Daniels' ex-wife, Gayle Daniels of Winter Park, Fla., said Daniels was a veteran pilot who often flew into New Orleans, as well as cross-country, and kept his plane in impeccable shape.

"He was not a hot-dogger," she said. "He never took chances. The way Chuck stayed on top of things with that plane, I just don't know that could have happened.
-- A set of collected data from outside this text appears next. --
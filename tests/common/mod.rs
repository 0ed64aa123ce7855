//! Shared fixtures for the integration tests.

#![allow(dead_code)]

mod synth_font;

pub use synth_font::synth_font;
I know that he continually updated it." Gayle Daniels said she and Daniels were married for 30 years before divorcing two years ago.

She said her former husband bought the four-seater plane about 18 years ago. "He just loved it," she said. "That was his baby."

Gayle Daniels said they used to fly into New Orleans frequently for dinner and overnight trips.

Saturday's journey was supposed to be a quick fly-in as well, friends said.

The Mullens, who were transplants from Pennsylvania, were planning to head up north for Thanksgiving, family friend Leslie Mokry said. "Everybody's shook up about it," Mokry said. "They were looking forward to that, but it's not to be."

According to the tentative flight schedule Daniels filed with a hangar service, he was due to arrive in New Orleans Saturday about noon and was to stay until Monday morning, said Addie Fanguy, division manager of the Million Air hangar service of New Orleans.

"They had two rooms reserved," Fanguy said. "They had absolutely planned on coming in the daytime."

Apparently, rain delayed their Florida departure, and they arrived in New Orleans at nightfall.

According to investigators, the airplane was attempting to land on Runway 36 when it crashed shortly before 5:30 p.m.

The pilot was using visual flight rules, meaning the weather allowed him to land by sight as opposed to using navigation instruments, investigators say. Visibility was about seven miles, and there were only a few clouds at about 3,500 feet.

Witnesses have said the plane was flying low over the area of warehouses, looped over, then nose-dived into a parking lot, narrowly missing a warehouse and electrical lines.

It burst into flames almost immediately, witnesses said.

"His plane was always up to snuff. He knew every nut, bolt and screw," Gayle Daniels said. "But, I would believe a mechanical error before pilot error."